>>>
//! Module-gated logging for the trip engine.
//!
//! Each module that logs declares `const ENABLE_LOGS: bool` next to its imports; setting it
//! to `false` silences that module (for example the per-report chatter of the monitor loop
//! during a long replay) without touching the `RUST_LOG` filter of everything else.
//!
//! ```ignore
//! const ENABLE_LOGS: bool = true;
//!
//! use crate::{log_debug, log_info};
//!
//! log_info!("Trip {} completed", trip.id);
//! log_debug!("Mode {} -> {}", previous.as_str(), next.as_str());
//! ```

/// Shared body of the level macros. Not meant to be called directly.
#[doc(hidden)]
#[macro_export]
macro_rules! __gated_log {
    ($level:expr, $($arg:tt)*) => {
        if ENABLE_LOGS {
            log::log!($level, $($arg)*);
        }
    };
}

#[macro_export]
macro_rules! log_info {
    ($($arg:tt)*) => {
        $crate::__gated_log!(log::Level::Info, $($arg)*)
    };
}

#[macro_export]
macro_rules! log_warn {
    ($($arg:tt)*) => {
        $crate::__gated_log!(log::Level::Warn, $($arg)*)
    };
}

/// Failed writes and lost deadlines.
#[macro_export]
macro_rules! log_error {
    ($($arg:tt)*) => {
        $crate::__gated_log!(log::Level::Error, $($arg)*)
    };
}

/// Per-event noise such as location ticks and individual reports.
#[macro_export]
macro_rules! log_debug {
    ($($arg:tt)*) => {
        $crate::__gated_log!(log::Level::Debug, $($arg)*)
    };
}
use chrono::{DateTime, Utc};
use serde::{Deserialize, Serialize};

use super::mode::{SourceId, TransportMode};

const LOW_BATTERY_PERCENT: u8 = 20;

#[derive(Debug, Clone, Copy, Serialize, Deserialize, PartialEq, Eq)]
#[serde(rename_all = "SCREAMING_SNAKE_CASE")]
pub enum NetworkType {
    Wifi,
    Cellular,
    None,
}

impl NetworkType {
    pub fn as_str(&self) -> &'static str {
        match self {
            NetworkType::Wifi => "WIFI",
            NetworkType::Cellular => "CELLULAR",
            NetworkType::None => "NONE",
        }
    }
}

#[derive(Debug, Clone, Copy, Default, Serialize, Deserialize, PartialEq)]
#[serde(rename_all = "camelCase", default)]
pub struct DeviceState {
    pub battery_level: Option<u8>,
    pub battery_charging: Option<bool>,
    pub network_type: Option<NetworkType>,
    pub network_strength: Option<i32>,
}

impl DeviceState {
    pub fn is_low_battery(&self) -> bool {
        matches!(self.battery_level, Some(level) if level < LOW_BATTERY_PERCENT)
            && self.battery_charging != Some(true)
    }
}

#[derive(Debug, Clone, Copy, Serialize, Deserialize, PartialEq)]
#[serde(rename_all = "camelCase")]
pub struct EventLocation {
    pub latitude: f64,
    pub longitude: f64,
    pub accuracy: Option<f64>,
    pub speed: Option<f64>,
}

/// Accelerometer statistics captured at the moment of a transition.
#[derive(Debug, Clone, Copy, Default, Serialize, Deserialize, PartialEq)]
#[serde(rename_all = "camelCase")]
pub struct SensorTelemetry {
    pub accelerometer_magnitude: Option<f64>,
    pub accelerometer_variance: Option<f64>,
    pub accelerometer_peak_frequency: Option<f64>,
    pub sample_count: usize,
}

/// Append-only audit record of an accepted mode transition.
#[derive(Debug, Clone, Serialize, Deserialize, PartialEq)]
#[serde(rename_all = "camelCase")]
pub struct MovementEvent {
    pub id: Option<i64>,
    pub timestamp: DateTime<Utc>,
    pub trip_id: Option<String>,
    pub previous_mode: TransportMode,
    pub new_mode: TransportMode,
    pub detection_source: SourceId,
    pub confidence: f64,
    pub detection_latency_ms: u64,
    pub location: Option<EventLocation>,
    pub device_state: Option<DeviceState>,
    pub telemetry: Option<SensorTelemetry>,
    pub is_synced: bool,
    pub synced_at: Option<DateTime<Utc>>,
}
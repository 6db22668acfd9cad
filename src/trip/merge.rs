use chrono::{DateTime, Duration, Utc};

use crate::models::{Trip, TripState};

/// Whether `next` starts close enough after `previous` ended to be folded into it.
pub fn should_merge(previous: &Trip, next: &Trip, max_gap: Duration) -> bool {
    if previous.id == next.id || previous.state != TripState::Completed {
        return false;
    }
    match previous.end_time {
        Some(previous_end) => {
            let gap = next.start_time - previous_end;
            gap >= Duration::zero() && gap <= max_gap
        }
        None => false,
    }
}

/// Coalesces a just-completed trip into the preceding one.
///
/// The result keeps `previous`'s id and start fields, takes the end fields from
/// `next`, concatenates segments and sums the accumulators. The gap between the
/// two trips belongs to no segment.
pub fn coalesce(previous: &Trip, next: &Trip, now: DateTime<Utc>) -> Trip {
    let mut merged = previous.clone();

    merged.segments.extend(next.segments.iter().cloned());
    merged.total_distance_meters += next.total_distance_meters;
    merged.location_count += next.location_count;
    for (mode, ms) in &next.mode_breakdown {
        *merged.mode_breakdown.entry(*mode).or_insert(0) += ms;
    }
    merged.modes_used.extend(next.modes_used.iter().copied());

    merged.start_location = previous.start_location.or(next.start_location);
    merged.end_time = next.end_time;
    merged.end_location = next.end_location.or(previous.end_location);
    merged.end_trigger = next.end_trigger;
    merged.state = TripState::Completed;
    merged.pending_since = None;

    // The sink has to re-upload the grown trip.
    merged.is_synced = false;
    merged.synced_at = None;
    merged.updated_at = now;

    merged.recompute_dominant();
    merged
}
#[tokio::test]
async fn test_stationary_while_idle_does_nothing() {
    let (mut machine, repo) = machine();

    machine.on_mode_change(Stationary, at(0)).await.unwrap();
    machine.on_mode_change(Unknown, at(10)).await.unwrap();

    assert_eq!(machine.state(), TripState::Idle);
    assert_eq!(repo.write_count(), 0);
}

#[tokio::test]
async fn test_force_end_without_trip_writes_nothing() {
    let (mut machine, repo) = machine();

    assert!(machine.force_end(at(0)).await.unwrap().is_none());
    assert!(machine.force_end(at(5)).await.unwrap().is_none());
    assert_eq!(repo.write_count(), 0);
}

#[tokio::test]
async fn test_force_start_is_idempotent() {
    let (mut machine, repo) = machine();

    let first = machine.force_start(at(0)).await.unwrap();
    let StartOutcome::Started(started) = &first else {
        panic!("expected a new trip, got {first:?}");
    };
    assert_eq!(started.start_trigger, TripTrigger::Manual);

    let second = machine.force_start(at(10)).await.unwrap();
    assert!(matches!(second, StartOutcome::AlreadyActive(_)));
    assert_eq!(second.trip().id, started.id);
    assert_eq!(repo.all_trips().len(), 1);
}

#[tokio::test]
async fn test_force_end_finalizes_with_manual_trigger() {
    let (mut machine, _repo) = machine();

    machine.on_mode_change(Walking, at(0)).await.unwrap();
    let ended = machine.force_end(at(45)).await.unwrap().unwrap();

    assert_eq!(ended.end_trigger, Some(TripTrigger::Manual));
    assert_eq!(ended.end_time, Some(at(45)));
    assert_eq!(ended.end_location, None, "no fix ever arrived");
    assert_eq!(ended.mode_breakdown.get(&Walking), Some(&45_000));
    assert_eq!(machine.state(), TripState::Idle);
}

#[tokio::test]
async fn test_below_minimum_trip_is_still_persisted() {
    let (mut machine, repo) = machine();

    machine.on_mode_change(Walking, at(0)).await.unwrap();
    machine.on_mode_change(Stationary, at(5)).await.unwrap();
    let completed = machine.on_deadline(at(65)).await.unwrap().unwrap();

    assert!(completed.is_below_minimum(120_000, 100.0));
    assert_eq!(repo.all_trips()[0].state, TripState::Completed);
}
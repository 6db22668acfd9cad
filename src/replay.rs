//! JSON-lines driver for the monitor, used by the `tripwise` binary.
//!
//! Each input line is one tagged record, for example
//! `{"type":"mode","mode":"WALKING","confidence":0.9,"source":"ACTIVITY_CLASSIFIER"}`.

use anyhow::{Context, Result};
use chrono::{DateTime, Utc};
use serde::{Deserialize, Serialize};
use tokio::io::{AsyncBufRead, AsyncBufReadExt, AsyncWrite, AsyncWriteExt};

use crate::{
    models::{DeviceState, EventLocation, SourceId, TransportMode, TransportationState, Trip},
    monitor::TripMonitor,
    trip::StartOutcome,
};

// Set to true to enable verbose logging in this module
const ENABLE_LOGS: bool = true;

use crate::{log_info, log_warn};

const RECENT_TRIPS_LIMIT: usize = 20;

#[derive(Debug, Deserialize)]
#[serde(tag = "type", rename_all = "camelCase")]
pub enum ReplayRecord {
    #[serde(rename_all = "camelCase")]
    Mode {
        mode: TransportMode,
        #[serde(default = "full_confidence")]
        confidence: f64,
        #[serde(default = "default_source")]
        source: SourceId,
        timestamp: Option<DateTime<Utc>>,
    },
    #[serde(rename_all = "camelCase")]
    Location {
        latitude: f64,
        longitude: f64,
        accuracy: Option<f64>,
        speed: Option<f64>,
    },
    /// Distance for the open trip unless `tripId` names another one.
    #[serde(rename_all = "camelCase")]
    Distance {
        trip_id: Option<String>,
        meters: f64,
    },
    Sample {
        x: f64,
        y: f64,
        z: f64,
    },
    Device(DeviceState),
    /// Pauses the replay so grace periods can run out.
    Wait {
        millis: u64,
    },
    ForceStart,
    ForceEnd,
}

fn full_confidence() -> f64 {
    1.0
}

fn default_source() -> SourceId {
    SourceId::ActivityClassifier
}

/// One line written back for records that produce a result.
#[derive(Debug, Serialize)]
#[serde(tag = "type", rename_all = "camelCase")]
enum ReplayOutput<'a> {
    Started { trip: &'a Trip },
    AlreadyActive { trip: &'a Trip },
    Ended { trip: Option<&'a Trip> },
    Error { line: usize, message: String },
}

#[derive(Debug, Default, Clone, Copy, PartialEq, Eq)]
pub struct ReplaySummary {
    pub applied: usize,
    pub rejected: usize,
}

/// Feeds every record from `input` to `monitor`, then writes the most recent trips
/// as a JSON array. Malformed or rejected lines are reported and skipped.
pub async fn replay<R, W>(monitor: &TripMonitor, input: R, output: &mut W) -> Result<ReplaySummary>
where
    R: AsyncBufRead + Unpin,
    W: AsyncWrite + Unpin,
{
    let mut lines = input.lines();
    let mut summary = ReplaySummary::default();
    let mut line_no = 0;

    while let Some(line) = lines.next_line().await.context("failed to read input")? {
        line_no += 1;
        let trimmed = line.trim();
        if trimmed.is_empty() || trimmed.starts_with('#') {
            continue;
        }

        let outcome = match serde_json::from_str::<ReplayRecord>(trimmed) {
            Ok(record) => apply(monitor, record, output).await,
            Err(err) => Err(anyhow::Error::new(err).context("malformed record")),
        };

        match outcome {
            Ok(()) => summary.applied += 1,
            Err(err) => {
                log_warn!("line {line_no} rejected: {err:#}");
                summary.rejected += 1;
                write_line(
                    output,
                    &ReplayOutput::Error {
                        line: line_no,
                        message: format!("{err:#}"),
                    },
                )
                .await?;
            }
        }
    }

    let recent = monitor.get_recent_trips(RECENT_TRIPS_LIMIT).await?;
    let rendered = serde_json::to_string_pretty(&recent)?;
    output.write_all(rendered.as_bytes()).await?;
    output.write_all(b"\n").await?;
    output.flush().await?;

    log_info!(
        "replay finished: {} applied, {} rejected, {} recent trips",
        summary.applied,
        summary.rejected,
        recent.len()
    );
    Ok(summary)
}

async fn apply<W>(monitor: &TripMonitor, record: ReplayRecord, output: &mut W) -> Result<()>
where
    W: AsyncWrite + Unpin,
{
    match record {
        ReplayRecord::Mode {
            mode,
            confidence,
            source,
            timestamp,
        } => {
            let at = timestamp.unwrap_or_else(Utc::now);
            monitor
                .report(TransportationState::new(mode, confidence, source, at))
                .await?;
        }
        ReplayRecord::Location {
            latitude,
            longitude,
            accuracy,
            speed,
        } => {
            monitor
                .update_location_fix(EventLocation {
                    latitude,
                    longitude,
                    accuracy,
                    speed,
                })
                .await?;
        }
        ReplayRecord::Distance { trip_id, meters } => {
            let trip_id = match trip_id {
                Some(id) => id,
                None => monitor
                    .active_trip()
                    .borrow()
                    .as_ref()
                    .map(|trip| trip.id.clone())
                    .context("no open trip for distance record")?,
            };
            if !monitor.add_distance(&trip_id, meters).await? {
                anyhow::bail!("distance {meters} not applied to trip {trip_id}");
            }
        }
        ReplayRecord::Sample { x, y, z } => monitor.record_sample(x, y, z).await?,
        ReplayRecord::Device(state) => monitor.update_device_state(state).await?,
        ReplayRecord::Wait { millis } => {
            tokio::time::sleep(std::time::Duration::from_millis(millis)).await;
        }
        ReplayRecord::ForceStart => {
            let outcome = monitor.force_start_trip().await?;
            let rendered = match &outcome {
                StartOutcome::Started(trip) => ReplayOutput::Started { trip },
                StartOutcome::AlreadyActive(trip) => ReplayOutput::AlreadyActive { trip },
            };
            write_line(output, &rendered).await?;
        }
        ReplayRecord::ForceEnd => {
            let ended = monitor.force_end_trip().await?;
            write_line(
                output,
                &ReplayOutput::Ended {
                    trip: ended.as_ref(),
                },
            )
            .await?;
        }
    }
    Ok(())
}

async fn write_line<W>(output: &mut W, value: &ReplayOutput<'_>) -> Result<()>
where
    W: AsyncWrite + Unpin,
{
    let mut rendered = serde_json::to_vec(value)?;
    rendered.push(b'\n');
    output.write_all(&rendered).await?;
    Ok(())
}

#[cfg(test)]
mod tests {
    use super::*;
    use crate::db::Database;
    use crate::models::TripState;
    use crate::settings::TripSettings;
    use pretty_assertions::assert_eq;
    use tokio::sync::watch;

    #[test]
    fn test_records_parse() {
        let mode: ReplayRecord =
            serde_json::from_str(r#"{"type":"mode","mode":"IN_VEHICLE","source":"CAR_MODE"}"#)
                .unwrap();
        assert!(matches!(
            mode,
            ReplayRecord::Mode {
                mode: TransportMode::InVehicle,
                source: SourceId::CarMode,
                confidence,
                timestamp: None,
            } if confidence == 1.0
        ));

        let device: ReplayRecord =
            serde_json::from_str(r#"{"type":"device","batteryLevel":42}"#).unwrap();
        assert!(matches!(
            device,
            ReplayRecord::Device(DeviceState {
                battery_level: Some(42),
                ..
            })
        ));

        assert!(matches!(
            serde_json::from_str::<ReplayRecord>(r#"{"type":"forceEnd"}"#).unwrap(),
            ReplayRecord::ForceEnd
        ));
    }

    #[tokio::test]
    async fn test_replay_builds_trip_and_reports_bad_lines() {
        let db = Database::open_in_memory().unwrap();
        let (_settings_tx, settings_rx) = watch::channel(TripSettings::default());
        let monitor = TripMonitor::with_database(db, settings_rx);
        monitor.start_monitoring().await.unwrap();

        let input = [
            r#"{"type":"location","latitude":0.0,"longitude":0.0}"#,
            r#"{"type":"mode","mode":"CYCLING","confidence":0.9}"#,
            "not json",
            r#"{"type":"location","latitude":0.001,"longitude":0.0}"#,
            r#"{"type":"distance","meters":25.0}"#,
            r#"{"type":"forceEnd"}"#,
            r#"{"type":"location","latitude":91.0,"longitude":0.0}"#,
        ]
        .join("\n");

        let mut output = Vec::new();
        let summary = replay(&monitor, input.as_bytes(), &mut output)
            .await
            .unwrap();

        assert_eq!(
            summary,
            ReplaySummary {
                applied: 5,
                rejected: 2
            }
        );

        let text = String::from_utf8(output).unwrap();
        assert!(text.contains(r#""type":"ended""#));
        assert!(text.contains(r#""line":3"#));

        let trips = monitor.get_recent_trips(10).await.unwrap();
        assert_eq!(trips.len(), 1);
        assert_eq!(trips[0].state, TripState::Completed);
        assert_eq!(trips[0].dominant_mode, TransportMode::Cycling);
        assert!(trips[0].total_distance_meters > 130.0);

        monitor.shutdown().await;
    }
}
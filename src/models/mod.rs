pub mod mode;
pub mod movement_event;
pub mod trip;

pub use mode::{SourceId, TransportMode, TransportationState, DEFAULT_INTERVAL_MULTIPLIER};
pub use movement_event::{DeviceState, EventLocation, MovementEvent, NetworkType, SensorTelemetry};
pub use trip::{LatLng, Trip, TripModeSegment, TripState, TripTrigger};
<<<
EXERCISE AIM: Every line above carrying the word "Some" needs to be shown.

ANSWER:
        matches!(self.battery_level, Some(level) if level < LOW_BATTERY_PERCENT)
            && self.battery_charging != Some(true)
        Some(previous_end) => {
    assert_eq!(ended.end_trigger, Some(TripTrigger::Manual));
    assert_eq!(ended.end_time, Some(at(45)));
    assert_eq!(ended.mode_breakdown.get(&Walking), Some(&45_000));
    while let Some(line) = lines.next_line().await.context("failed to read input")? {
                Some(id) => id,
                battery_level: Some(42),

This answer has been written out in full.